What to do: Give again, exactly as written, each line of the material below starting at the line that contains "#[derive(Debug, Clone)]" and ending at the line that contains "pub struct MarkupExporter;". Both ends count, and no other line does.

Supplied data:

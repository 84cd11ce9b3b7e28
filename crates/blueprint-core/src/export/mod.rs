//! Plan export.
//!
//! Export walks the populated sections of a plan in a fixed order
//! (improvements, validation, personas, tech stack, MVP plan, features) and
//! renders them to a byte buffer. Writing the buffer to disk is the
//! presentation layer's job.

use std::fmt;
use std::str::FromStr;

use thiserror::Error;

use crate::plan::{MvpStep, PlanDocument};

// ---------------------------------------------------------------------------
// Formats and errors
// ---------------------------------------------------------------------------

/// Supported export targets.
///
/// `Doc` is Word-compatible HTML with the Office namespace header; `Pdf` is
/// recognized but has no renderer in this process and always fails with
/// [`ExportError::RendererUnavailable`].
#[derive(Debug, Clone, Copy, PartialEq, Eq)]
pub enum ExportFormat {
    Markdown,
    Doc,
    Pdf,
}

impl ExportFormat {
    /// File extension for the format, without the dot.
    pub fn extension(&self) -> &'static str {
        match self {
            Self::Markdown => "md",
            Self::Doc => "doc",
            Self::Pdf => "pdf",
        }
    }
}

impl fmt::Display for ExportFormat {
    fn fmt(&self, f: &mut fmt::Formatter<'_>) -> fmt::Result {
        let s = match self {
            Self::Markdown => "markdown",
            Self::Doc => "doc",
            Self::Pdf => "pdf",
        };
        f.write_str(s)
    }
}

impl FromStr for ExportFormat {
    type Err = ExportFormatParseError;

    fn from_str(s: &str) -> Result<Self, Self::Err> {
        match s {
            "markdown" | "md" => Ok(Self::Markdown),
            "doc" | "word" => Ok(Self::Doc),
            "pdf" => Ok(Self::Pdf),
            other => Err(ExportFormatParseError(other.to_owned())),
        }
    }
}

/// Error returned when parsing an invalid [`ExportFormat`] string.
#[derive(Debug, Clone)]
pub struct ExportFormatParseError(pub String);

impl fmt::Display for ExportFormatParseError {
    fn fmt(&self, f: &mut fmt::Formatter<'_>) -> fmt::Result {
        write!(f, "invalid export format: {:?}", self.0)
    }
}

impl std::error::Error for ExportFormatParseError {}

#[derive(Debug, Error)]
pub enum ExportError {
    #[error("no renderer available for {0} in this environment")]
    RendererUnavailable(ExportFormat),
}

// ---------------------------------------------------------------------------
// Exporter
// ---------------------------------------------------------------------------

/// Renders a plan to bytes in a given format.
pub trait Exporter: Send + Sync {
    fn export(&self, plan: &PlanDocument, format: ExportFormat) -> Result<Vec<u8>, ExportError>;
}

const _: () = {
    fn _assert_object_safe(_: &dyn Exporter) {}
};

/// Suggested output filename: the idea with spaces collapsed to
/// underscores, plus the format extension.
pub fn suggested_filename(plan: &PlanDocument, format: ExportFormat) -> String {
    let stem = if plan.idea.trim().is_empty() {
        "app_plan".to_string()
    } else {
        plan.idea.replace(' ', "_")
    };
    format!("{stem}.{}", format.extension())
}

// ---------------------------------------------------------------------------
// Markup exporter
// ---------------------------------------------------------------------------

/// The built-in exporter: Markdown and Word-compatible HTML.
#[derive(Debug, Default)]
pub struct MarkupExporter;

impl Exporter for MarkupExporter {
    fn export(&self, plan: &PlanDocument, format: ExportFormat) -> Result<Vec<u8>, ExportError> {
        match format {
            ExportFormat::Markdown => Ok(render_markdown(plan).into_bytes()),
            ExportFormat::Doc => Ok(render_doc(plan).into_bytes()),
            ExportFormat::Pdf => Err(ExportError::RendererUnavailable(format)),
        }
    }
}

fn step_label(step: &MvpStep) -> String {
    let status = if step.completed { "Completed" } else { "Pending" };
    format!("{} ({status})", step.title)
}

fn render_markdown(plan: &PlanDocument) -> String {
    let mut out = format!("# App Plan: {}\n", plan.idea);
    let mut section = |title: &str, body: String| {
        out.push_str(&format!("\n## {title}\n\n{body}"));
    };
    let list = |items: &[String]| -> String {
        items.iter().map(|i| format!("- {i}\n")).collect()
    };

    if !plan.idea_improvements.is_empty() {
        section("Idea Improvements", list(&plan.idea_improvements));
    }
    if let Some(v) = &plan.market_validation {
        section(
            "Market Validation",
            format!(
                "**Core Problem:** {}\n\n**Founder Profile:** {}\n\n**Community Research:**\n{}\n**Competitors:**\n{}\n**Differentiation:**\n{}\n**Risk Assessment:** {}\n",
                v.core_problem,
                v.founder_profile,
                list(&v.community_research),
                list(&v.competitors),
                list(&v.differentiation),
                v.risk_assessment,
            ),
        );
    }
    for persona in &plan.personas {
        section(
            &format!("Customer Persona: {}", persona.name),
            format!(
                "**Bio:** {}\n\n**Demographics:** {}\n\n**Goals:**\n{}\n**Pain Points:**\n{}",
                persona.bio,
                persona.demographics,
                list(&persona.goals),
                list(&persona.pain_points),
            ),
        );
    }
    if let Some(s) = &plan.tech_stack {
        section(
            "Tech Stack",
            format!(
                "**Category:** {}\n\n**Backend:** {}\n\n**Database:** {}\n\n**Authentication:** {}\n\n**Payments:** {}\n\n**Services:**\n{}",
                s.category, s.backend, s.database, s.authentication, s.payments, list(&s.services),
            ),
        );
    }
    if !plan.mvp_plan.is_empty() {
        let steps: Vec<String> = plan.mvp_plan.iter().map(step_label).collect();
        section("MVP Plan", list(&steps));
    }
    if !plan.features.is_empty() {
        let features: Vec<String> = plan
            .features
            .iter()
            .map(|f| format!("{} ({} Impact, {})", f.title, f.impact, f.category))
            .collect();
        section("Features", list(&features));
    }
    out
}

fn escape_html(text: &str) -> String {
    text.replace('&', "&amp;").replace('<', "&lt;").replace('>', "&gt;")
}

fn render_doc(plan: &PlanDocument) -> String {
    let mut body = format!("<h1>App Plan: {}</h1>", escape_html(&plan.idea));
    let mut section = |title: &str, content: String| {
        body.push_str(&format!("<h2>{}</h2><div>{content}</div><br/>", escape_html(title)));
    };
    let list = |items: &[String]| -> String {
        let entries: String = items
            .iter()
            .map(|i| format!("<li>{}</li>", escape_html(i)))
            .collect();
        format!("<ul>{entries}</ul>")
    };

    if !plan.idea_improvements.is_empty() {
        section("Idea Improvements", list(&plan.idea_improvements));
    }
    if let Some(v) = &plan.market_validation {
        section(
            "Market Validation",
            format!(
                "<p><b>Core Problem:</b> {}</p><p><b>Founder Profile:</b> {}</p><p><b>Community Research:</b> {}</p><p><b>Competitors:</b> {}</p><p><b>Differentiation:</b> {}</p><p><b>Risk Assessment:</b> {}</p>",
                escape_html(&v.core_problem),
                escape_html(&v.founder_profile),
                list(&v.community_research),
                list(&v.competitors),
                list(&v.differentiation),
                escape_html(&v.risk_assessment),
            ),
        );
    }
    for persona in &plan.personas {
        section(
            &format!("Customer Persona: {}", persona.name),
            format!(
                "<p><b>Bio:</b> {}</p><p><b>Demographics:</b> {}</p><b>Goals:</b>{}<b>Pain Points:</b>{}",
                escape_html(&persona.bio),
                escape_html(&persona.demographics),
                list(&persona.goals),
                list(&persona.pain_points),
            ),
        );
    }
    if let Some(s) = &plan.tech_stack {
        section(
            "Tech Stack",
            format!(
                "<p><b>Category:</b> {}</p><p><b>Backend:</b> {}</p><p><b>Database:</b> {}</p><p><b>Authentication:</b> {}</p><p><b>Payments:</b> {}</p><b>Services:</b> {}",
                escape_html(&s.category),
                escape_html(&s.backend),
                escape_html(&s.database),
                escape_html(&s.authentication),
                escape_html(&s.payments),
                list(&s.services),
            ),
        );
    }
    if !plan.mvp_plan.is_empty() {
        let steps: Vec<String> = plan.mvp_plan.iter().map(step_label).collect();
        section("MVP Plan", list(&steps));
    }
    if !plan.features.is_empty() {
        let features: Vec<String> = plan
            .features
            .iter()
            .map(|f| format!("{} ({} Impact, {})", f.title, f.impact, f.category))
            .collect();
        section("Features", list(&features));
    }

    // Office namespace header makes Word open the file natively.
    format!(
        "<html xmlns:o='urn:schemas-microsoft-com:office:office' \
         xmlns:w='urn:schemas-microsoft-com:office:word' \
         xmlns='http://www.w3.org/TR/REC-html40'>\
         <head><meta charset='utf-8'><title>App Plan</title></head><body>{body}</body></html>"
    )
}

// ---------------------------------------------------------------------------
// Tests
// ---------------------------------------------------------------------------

Answer section:
#[derive(Debug, Clone)]
pub struct ExportFormatParseError(pub String);

impl fmt::Display for ExportFormatParseError {
    fn fmt(&self, f: &mut fmt::Formatter<'_>) -> fmt::Result {
        write!(f, "invalid export format: {:?}", self.0)
    }
}

impl std::error::Error for ExportFormatParseError {}

#[derive(Debug, Error)]
pub enum ExportError {
    #[error("no renderer available for {0} in this environment")]
    RendererUnavailable(ExportFormat),
}

// ---------------------------------------------------------------------------
// Exporter
// ---------------------------------------------------------------------------

/// Renders a plan to bytes in a given format.
pub trait Exporter: Send + Sync {
    fn export(&self, plan: &PlanDocument, format: ExportFormat) -> Result<Vec<u8>, ExportError>;
}

const _: () = {
    fn _assert_object_safe(_: &dyn Exporter) {}
};

/// Suggested output filename: the idea with spaces collapsed to
/// underscores, plus the format extension.
pub fn suggested_filename(plan: &PlanDocument, format: ExportFormat) -> String {
    let stem = if plan.idea.trim().is_empty() {
        "app_plan".to_string()
    } else {
        plan.idea.replace(' ', "_")
    };
    format!("{stem}.{}", format.extension())
}

// ---------------------------------------------------------------------------
// Markup exporter
// ---------------------------------------------------------------------------

/// The built-in exporter: Markdown and Word-compatible HTML.
#[derive(Debug, Default)]
pub struct MarkupExporter;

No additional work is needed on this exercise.